## What to do:
Exactly reproduce the lines from the line that has "Screen rectangle for" down to the last line of the entries, inclusive.

## Data extracts:
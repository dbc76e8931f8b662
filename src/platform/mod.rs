//! Platform abstraction layer
//!
//! The seam between the simulation and whatever draws it: a borrowed
//! snapshot of the current frame and the trait presenters implement.

use crate::sim::{Bounds, CatchFlash, FallingObject, GamePhase, GameState, PlayArea, object_bounds};

/// Read-only view of one frame for the render hook
#[derive(Debug, Clone, Copy)]
pub struct FrameView<'a> {
    pub objects: &'a [FallingObject],
    pub flashes: &'a [CatchFlash],
    pub area: PlayArea,
    pub lane_count: u32,
    pub phase: GamePhase,
    pub score: u64,
    pub stage: u32,
    pub stars: u8,
    pub max_stars: u8,
    pub endless: bool,
    object_width_ratio: f32,
    object_height: f32,
    flash_linger_ms: f64,
}

impl<'a> FrameView<'a> {
    pub fn new(state: &'a GameState) -> Self {
        Self {
            objects: &state.objects,
            flashes: &state.flashes,
            area: state.area,
            lane_count: state.tuning.lane_count,
            phase: state.phase,
            score: state.score,
            stage: state.stage,
            stars: state.stars,
            max_stars: state.tuning.max_stars,
            endless: state.endless,
            object_width_ratio: state.tuning.object_width_ratio,
            object_height: state.tuning.object_height,
            flash_linger_ms: state.tuning.catch_flash_ms,
        }
    }

    /// Screen rectangle for an object (or flash) at `lane`, `y`
    pub fn bounds_at(&self, lane: u32, y: f32) -> Bounds {
        object_bounds(
            &self.area,
            lane,
            y,
            self.lane_count,
            self.object_width_ratio,
            self.object_height,
        )
    }

    /// Flash opacity in [0, 1], fading out over the linger time
    pub fn flash_alpha(&self, flash: &CatchFlash) -> f32 {
        if self.flash_linger_ms <= 0.0 {
            return 0.0;
        }
        (flash.remaining_ms / self.flash_linger_ms).clamp(0.0, 1.0) as f32
    }
}

/// Compose a `class` attribute from a fixed base and one toggled modifier
///
/// Hosts that write the whole attribute must keep the base classes or the
/// element loses its layout.
pub fn class_list(base: &str, modifier: &str, on: bool) -> String {
    match (base.is_empty(), on) {
        (_, false) => base.to_string(),
        (true, true) => modifier.to_string(),
        (false, true) => format!("{} {}", base, modifier),
    }
}

/// Something that can draw a frame (canvas, terminal, log)
pub trait Presenter {
    fn present(&mut self, view: &FrameView<'_>);
}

## Completed task:
    /// Screen rectangle for an object (or flash) at `lane`, `y`
    pub fn bounds_at(&self, lane: u32, y: f32) -> Bounds {
        object_bounds(
            &self.area,
            lane,
            y,
            self.lane_count,
            self.object_width_ratio,
            self.object_height,
        )
    }

    /// Flash opacity in [0, 1], fading out over the linger time
    pub fn flash_alpha(&self, flash: &CatchFlash) -> f32 {
        if self.flash_linger_ms <= 0.0 {
            return 0.0;
        }
        (flash.remaining_ms / self.flash_linger_ms).clamp(0.0, 1.0) as f32
    }
}

/// Compose a `class` attribute from a fixed base and one toggled modifier
///
/// Hosts that write the whole attribute must keep the base classes or the
/// element loses its layout.
pub fn class_list(base: &str, modifier: &str, on: bool) -> String {
    match (base.is_empty(), on) {
        (_, false) => base.to_string(),
        (true, true) => modifier.to_string(),
        (false, true) => format!("{} {}", base, modifier),
    }
}

/// Something that can draw a frame (canvas, terminal, log)
pub trait Presenter {
    fn present(&mut self, view: &FrameView<'_>);
}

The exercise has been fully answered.